_Raw data_:
--- START ---
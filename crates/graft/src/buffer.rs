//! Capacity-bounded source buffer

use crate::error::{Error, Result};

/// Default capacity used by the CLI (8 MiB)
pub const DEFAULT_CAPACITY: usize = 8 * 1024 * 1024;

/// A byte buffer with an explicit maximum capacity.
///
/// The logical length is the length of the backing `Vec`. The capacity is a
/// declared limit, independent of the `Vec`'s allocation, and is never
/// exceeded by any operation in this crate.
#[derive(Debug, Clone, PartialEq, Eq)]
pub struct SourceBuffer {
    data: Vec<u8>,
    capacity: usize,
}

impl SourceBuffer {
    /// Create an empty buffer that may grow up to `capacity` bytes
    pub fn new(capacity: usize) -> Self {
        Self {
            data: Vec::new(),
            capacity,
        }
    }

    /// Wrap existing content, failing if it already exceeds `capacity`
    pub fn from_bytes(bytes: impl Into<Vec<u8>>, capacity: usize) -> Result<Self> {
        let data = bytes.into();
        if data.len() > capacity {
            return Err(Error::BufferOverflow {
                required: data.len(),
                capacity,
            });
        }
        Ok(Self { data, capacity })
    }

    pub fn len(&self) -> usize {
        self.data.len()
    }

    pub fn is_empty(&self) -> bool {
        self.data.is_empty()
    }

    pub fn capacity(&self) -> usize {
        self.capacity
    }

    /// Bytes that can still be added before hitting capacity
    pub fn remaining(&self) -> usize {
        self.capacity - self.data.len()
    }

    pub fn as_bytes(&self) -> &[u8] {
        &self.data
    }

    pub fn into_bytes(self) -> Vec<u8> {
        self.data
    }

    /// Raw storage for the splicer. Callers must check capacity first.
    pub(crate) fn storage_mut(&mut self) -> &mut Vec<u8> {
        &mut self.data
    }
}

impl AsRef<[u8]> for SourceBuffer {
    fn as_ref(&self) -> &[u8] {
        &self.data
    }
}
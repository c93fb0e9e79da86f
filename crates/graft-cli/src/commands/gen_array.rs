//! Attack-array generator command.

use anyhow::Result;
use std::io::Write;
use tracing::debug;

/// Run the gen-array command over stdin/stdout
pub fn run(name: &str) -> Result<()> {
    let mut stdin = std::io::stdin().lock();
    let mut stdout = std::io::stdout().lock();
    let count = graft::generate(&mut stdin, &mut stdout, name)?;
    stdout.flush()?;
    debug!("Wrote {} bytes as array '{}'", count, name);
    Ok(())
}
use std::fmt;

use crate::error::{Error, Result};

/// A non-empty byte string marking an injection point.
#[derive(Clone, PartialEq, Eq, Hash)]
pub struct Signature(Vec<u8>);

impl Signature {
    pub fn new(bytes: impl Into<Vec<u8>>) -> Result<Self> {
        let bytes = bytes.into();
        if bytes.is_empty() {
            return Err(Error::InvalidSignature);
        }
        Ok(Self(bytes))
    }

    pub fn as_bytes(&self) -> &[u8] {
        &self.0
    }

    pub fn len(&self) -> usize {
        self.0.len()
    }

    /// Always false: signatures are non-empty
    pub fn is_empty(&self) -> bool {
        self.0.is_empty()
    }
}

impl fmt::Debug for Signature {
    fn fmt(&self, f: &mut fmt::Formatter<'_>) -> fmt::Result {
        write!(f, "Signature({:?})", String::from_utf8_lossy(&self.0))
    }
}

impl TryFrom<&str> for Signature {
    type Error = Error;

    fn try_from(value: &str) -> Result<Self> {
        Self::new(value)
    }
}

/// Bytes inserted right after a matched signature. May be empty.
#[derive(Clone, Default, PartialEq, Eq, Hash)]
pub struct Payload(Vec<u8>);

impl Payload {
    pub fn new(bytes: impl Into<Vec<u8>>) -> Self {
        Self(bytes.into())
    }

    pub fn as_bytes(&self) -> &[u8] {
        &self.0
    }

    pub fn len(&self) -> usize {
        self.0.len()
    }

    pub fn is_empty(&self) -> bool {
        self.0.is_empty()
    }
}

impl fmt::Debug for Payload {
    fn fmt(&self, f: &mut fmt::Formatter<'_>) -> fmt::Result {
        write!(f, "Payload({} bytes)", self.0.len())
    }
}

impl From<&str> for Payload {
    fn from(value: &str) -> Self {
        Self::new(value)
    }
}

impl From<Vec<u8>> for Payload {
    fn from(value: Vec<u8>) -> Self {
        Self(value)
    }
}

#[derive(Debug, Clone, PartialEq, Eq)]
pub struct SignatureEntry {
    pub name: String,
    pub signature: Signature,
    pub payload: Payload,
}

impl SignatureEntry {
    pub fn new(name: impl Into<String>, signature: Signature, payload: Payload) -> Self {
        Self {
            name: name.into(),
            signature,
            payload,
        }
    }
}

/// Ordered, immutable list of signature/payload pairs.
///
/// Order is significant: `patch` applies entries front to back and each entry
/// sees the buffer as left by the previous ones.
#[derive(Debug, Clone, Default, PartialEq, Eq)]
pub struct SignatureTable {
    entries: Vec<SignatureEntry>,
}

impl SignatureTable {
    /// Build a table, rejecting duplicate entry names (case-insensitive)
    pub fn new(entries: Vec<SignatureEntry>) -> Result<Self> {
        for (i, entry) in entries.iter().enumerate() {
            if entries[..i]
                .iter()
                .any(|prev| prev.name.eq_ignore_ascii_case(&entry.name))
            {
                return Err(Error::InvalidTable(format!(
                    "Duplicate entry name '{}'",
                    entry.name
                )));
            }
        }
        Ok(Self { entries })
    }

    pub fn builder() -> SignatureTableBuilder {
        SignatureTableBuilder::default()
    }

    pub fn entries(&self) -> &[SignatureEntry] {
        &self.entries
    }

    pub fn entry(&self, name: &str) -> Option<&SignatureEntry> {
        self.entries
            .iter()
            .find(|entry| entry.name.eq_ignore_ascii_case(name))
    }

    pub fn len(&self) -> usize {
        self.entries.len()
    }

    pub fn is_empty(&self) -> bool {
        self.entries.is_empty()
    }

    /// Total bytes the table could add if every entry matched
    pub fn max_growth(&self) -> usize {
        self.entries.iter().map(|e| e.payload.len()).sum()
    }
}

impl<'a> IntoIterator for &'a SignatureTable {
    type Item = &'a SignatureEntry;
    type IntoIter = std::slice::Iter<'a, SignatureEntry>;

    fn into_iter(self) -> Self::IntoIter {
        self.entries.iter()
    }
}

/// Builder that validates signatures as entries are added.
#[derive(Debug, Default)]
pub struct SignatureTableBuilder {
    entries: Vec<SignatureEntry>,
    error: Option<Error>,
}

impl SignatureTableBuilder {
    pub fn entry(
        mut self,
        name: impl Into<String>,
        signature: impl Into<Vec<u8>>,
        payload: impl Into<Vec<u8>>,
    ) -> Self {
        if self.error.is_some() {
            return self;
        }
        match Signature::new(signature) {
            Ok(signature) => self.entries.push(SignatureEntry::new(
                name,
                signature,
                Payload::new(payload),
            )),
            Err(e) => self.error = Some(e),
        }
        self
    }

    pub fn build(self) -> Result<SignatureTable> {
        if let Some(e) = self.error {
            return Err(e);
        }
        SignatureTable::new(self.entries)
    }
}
--- END ---
--- START ---
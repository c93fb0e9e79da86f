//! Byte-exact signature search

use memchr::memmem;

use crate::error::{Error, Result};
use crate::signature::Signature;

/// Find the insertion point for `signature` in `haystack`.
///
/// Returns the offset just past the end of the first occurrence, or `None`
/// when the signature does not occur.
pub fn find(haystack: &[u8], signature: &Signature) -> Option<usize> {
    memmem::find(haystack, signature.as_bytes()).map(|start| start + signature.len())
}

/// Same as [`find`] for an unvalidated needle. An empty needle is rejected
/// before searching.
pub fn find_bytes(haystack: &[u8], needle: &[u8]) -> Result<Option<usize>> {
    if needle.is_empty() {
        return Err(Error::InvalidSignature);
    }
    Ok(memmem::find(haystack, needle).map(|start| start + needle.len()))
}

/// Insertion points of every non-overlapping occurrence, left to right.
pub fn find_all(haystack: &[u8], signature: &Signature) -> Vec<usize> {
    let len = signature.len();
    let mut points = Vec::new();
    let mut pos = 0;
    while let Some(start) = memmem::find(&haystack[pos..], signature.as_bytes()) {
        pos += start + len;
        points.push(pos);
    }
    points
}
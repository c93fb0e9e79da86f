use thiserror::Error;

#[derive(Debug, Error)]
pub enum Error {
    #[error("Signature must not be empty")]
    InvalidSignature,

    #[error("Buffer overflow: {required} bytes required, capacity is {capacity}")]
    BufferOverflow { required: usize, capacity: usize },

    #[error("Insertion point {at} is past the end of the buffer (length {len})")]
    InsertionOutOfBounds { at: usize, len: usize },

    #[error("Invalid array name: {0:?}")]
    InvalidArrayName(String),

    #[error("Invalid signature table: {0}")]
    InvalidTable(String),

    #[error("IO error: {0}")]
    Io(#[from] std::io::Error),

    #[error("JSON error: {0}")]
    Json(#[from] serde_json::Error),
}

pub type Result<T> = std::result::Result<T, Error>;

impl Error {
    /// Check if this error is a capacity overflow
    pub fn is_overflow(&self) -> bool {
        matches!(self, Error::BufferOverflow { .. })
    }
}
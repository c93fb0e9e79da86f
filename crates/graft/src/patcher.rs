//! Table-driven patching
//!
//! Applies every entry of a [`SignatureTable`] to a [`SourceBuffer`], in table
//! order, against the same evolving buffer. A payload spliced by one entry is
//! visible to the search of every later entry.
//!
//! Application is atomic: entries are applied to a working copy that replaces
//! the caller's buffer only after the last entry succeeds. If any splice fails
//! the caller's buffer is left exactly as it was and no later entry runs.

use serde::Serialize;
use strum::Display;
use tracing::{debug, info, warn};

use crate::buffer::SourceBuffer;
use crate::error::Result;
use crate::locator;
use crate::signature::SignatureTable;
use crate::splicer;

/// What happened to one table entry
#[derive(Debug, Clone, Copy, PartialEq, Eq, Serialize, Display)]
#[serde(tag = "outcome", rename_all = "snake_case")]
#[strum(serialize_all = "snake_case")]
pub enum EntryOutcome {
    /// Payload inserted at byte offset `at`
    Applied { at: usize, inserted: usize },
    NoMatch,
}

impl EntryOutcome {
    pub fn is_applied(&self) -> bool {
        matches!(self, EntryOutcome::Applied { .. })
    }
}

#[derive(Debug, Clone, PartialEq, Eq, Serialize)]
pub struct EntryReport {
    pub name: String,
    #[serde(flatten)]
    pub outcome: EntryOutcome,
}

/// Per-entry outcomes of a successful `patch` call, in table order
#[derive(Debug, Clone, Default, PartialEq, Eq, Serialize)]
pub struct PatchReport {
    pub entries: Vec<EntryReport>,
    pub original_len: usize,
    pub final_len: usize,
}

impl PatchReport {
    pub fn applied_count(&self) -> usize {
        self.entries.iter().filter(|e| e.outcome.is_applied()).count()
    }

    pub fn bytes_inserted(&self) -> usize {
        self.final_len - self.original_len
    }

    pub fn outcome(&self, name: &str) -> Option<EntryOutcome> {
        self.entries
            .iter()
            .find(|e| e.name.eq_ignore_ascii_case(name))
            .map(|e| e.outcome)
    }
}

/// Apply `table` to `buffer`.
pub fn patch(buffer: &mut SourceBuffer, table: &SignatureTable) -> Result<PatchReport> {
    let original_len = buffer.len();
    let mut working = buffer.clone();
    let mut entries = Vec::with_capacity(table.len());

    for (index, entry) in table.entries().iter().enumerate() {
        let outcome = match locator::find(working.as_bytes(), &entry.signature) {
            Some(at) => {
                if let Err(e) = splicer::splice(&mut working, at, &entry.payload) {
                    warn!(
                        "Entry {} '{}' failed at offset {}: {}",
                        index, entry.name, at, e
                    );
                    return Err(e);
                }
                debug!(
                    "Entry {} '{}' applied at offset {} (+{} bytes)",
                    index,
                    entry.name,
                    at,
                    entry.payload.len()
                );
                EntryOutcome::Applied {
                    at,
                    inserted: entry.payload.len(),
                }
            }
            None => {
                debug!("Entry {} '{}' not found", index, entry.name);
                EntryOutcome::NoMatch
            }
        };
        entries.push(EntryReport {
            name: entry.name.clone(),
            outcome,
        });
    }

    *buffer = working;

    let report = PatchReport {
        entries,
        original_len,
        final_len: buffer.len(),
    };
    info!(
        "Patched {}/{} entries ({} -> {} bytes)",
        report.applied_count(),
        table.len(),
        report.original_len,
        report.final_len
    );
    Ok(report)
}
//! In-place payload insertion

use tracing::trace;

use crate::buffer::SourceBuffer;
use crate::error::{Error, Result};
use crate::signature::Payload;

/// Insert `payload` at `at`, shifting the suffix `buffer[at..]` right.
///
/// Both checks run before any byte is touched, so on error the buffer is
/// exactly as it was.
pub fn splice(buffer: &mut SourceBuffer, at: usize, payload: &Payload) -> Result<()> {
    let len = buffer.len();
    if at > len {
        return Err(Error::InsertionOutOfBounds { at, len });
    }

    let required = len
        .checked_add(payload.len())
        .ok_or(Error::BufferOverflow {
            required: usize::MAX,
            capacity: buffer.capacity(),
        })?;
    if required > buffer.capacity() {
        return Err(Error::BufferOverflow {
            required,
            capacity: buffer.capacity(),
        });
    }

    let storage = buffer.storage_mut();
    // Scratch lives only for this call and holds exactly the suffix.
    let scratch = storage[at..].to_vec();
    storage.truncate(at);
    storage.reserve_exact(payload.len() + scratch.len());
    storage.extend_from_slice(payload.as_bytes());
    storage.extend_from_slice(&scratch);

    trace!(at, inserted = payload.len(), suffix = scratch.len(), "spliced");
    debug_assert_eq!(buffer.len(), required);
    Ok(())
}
--- END ---
_Assigned task_: If a line in the listing contains "required", it counts. Say how many lines count, with no other words.

_Your response_: 8